TASK INSTRUCTIONS: Go through the material below and state how many lines include "DateTime", giving the number only.

RECORDS TO USE:
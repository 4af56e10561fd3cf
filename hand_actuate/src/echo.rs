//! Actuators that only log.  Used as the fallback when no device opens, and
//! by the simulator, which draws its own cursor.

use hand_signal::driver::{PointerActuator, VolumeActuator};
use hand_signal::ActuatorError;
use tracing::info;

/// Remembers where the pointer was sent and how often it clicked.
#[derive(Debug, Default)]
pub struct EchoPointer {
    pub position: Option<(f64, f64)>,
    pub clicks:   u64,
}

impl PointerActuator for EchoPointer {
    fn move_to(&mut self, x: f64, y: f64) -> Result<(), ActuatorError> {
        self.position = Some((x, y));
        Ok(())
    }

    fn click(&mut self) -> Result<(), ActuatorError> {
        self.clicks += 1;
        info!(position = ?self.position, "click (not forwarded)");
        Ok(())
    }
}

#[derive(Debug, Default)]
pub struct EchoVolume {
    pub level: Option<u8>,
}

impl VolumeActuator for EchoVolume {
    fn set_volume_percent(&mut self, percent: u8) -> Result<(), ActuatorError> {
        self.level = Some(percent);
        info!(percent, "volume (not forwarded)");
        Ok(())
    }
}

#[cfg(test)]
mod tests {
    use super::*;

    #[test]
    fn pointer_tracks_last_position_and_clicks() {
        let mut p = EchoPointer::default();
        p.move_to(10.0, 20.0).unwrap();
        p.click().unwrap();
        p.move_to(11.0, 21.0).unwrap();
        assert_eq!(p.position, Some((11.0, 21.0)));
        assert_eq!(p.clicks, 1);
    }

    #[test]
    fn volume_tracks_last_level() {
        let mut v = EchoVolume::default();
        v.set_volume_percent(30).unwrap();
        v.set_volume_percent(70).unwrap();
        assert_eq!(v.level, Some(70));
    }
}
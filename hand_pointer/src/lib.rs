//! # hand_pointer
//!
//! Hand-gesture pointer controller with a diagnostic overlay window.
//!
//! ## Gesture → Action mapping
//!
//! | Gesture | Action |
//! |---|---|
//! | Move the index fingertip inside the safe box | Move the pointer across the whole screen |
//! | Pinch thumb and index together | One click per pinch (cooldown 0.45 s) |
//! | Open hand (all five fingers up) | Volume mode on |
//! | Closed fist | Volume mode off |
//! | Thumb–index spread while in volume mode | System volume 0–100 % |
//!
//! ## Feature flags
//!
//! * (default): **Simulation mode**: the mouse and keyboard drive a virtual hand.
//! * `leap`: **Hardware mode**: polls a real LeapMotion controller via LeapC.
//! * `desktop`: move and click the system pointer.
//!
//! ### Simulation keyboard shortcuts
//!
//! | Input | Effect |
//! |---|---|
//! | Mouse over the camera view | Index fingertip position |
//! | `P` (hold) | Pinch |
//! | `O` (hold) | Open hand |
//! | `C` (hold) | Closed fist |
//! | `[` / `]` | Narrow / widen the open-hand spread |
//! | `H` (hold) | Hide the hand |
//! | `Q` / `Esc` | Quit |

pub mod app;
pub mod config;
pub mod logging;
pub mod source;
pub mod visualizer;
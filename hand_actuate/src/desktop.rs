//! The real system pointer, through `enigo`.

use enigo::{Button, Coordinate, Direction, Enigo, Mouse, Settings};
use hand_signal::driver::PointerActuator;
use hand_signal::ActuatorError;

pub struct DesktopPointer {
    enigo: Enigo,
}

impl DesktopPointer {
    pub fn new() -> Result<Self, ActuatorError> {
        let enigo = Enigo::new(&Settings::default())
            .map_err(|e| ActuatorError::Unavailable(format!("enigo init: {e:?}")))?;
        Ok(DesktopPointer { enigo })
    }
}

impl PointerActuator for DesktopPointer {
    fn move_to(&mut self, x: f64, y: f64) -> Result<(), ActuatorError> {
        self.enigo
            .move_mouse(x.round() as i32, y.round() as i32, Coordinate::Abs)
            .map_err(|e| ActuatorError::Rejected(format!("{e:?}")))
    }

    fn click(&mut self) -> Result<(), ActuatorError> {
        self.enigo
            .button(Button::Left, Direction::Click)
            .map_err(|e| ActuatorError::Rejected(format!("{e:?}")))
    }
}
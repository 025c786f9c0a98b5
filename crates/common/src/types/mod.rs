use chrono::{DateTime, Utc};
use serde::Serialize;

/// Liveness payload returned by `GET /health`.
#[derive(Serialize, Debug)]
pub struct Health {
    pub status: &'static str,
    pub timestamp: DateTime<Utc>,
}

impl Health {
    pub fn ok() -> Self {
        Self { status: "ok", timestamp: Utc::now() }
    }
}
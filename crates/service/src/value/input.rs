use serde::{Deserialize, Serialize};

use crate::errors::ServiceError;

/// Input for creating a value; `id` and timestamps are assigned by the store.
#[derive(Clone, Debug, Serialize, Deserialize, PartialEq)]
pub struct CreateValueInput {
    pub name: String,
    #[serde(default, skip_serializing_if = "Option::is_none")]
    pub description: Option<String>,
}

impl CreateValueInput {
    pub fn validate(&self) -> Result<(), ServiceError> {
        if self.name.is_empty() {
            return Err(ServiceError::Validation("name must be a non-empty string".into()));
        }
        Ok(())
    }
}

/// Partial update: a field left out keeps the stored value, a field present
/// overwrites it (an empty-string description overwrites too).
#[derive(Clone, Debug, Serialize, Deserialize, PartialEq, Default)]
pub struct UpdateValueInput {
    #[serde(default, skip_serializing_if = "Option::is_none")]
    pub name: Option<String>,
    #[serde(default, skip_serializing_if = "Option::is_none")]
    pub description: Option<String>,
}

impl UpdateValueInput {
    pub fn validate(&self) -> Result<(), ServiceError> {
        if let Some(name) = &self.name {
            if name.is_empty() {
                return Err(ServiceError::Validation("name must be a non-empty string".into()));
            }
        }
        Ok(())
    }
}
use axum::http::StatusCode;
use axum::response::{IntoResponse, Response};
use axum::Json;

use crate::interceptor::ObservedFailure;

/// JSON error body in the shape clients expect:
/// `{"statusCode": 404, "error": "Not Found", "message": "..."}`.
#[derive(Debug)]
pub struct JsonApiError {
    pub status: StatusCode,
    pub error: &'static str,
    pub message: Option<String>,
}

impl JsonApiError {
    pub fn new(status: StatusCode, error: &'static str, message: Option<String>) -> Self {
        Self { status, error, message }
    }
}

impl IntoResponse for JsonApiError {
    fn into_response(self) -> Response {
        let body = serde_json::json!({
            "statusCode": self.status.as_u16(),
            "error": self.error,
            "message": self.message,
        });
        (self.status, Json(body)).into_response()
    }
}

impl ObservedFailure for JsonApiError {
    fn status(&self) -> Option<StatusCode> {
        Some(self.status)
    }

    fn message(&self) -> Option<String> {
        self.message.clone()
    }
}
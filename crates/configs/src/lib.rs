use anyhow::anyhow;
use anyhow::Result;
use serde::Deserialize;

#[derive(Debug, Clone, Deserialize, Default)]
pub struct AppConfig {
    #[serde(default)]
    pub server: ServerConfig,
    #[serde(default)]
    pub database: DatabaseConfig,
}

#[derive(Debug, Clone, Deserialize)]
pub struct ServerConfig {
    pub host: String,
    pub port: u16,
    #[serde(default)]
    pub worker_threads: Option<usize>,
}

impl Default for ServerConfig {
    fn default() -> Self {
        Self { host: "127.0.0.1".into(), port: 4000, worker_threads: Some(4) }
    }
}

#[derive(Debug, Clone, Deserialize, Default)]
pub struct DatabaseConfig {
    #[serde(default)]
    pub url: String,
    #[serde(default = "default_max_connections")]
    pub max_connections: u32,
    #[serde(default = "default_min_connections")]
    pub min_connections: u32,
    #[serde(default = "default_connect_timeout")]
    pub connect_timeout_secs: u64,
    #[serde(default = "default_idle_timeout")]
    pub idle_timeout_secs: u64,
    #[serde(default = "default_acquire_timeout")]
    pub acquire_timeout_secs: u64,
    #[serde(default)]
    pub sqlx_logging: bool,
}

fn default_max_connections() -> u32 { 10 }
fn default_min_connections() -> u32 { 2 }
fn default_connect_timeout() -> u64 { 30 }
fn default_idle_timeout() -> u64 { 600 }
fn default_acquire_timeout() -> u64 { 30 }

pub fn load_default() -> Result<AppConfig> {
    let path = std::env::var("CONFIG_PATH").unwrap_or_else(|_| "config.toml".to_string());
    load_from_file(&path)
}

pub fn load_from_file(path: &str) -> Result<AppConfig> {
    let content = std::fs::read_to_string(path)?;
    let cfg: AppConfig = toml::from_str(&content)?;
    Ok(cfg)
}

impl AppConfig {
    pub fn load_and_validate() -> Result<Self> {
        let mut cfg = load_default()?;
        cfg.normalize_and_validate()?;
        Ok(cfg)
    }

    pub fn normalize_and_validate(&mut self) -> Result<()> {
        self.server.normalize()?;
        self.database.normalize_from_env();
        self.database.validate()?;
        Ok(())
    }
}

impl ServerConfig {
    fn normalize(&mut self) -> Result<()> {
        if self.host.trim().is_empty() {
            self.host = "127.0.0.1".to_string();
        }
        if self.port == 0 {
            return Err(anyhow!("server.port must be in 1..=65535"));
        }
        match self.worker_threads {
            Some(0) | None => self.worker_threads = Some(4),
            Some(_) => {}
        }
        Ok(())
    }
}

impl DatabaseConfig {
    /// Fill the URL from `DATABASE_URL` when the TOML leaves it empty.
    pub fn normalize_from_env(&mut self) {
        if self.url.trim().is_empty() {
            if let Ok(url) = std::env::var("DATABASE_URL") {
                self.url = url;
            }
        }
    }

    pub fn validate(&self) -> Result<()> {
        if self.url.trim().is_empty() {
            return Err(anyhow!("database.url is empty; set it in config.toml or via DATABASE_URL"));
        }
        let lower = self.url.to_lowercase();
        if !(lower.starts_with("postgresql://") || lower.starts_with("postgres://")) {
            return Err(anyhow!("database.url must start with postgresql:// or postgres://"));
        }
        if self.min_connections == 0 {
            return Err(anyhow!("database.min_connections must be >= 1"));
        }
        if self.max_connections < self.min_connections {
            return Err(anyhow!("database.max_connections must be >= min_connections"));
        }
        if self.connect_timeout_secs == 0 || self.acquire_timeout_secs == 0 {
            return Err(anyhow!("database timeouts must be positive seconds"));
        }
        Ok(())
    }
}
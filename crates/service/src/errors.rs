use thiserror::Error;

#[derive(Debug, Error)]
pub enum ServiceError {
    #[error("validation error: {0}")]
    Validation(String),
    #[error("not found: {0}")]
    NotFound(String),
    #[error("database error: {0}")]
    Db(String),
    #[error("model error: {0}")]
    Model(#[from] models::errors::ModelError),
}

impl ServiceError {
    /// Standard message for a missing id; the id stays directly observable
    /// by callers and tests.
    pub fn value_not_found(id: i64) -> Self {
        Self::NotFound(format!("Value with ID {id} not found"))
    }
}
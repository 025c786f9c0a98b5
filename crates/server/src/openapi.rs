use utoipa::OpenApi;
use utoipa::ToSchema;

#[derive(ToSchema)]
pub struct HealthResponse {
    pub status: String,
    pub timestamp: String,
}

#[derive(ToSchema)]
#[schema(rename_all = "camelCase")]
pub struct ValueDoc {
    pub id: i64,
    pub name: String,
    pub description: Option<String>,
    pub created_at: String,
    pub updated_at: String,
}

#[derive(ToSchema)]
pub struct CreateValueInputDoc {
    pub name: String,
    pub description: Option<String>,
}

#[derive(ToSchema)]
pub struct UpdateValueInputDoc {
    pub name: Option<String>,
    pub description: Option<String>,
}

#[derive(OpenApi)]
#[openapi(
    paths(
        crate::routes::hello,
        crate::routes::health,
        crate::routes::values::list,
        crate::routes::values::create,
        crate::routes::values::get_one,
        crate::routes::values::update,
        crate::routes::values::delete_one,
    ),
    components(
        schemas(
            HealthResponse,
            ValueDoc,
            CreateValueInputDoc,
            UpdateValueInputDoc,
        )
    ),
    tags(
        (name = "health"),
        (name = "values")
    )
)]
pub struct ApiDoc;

ANSWER TO THE EXERCISE: 2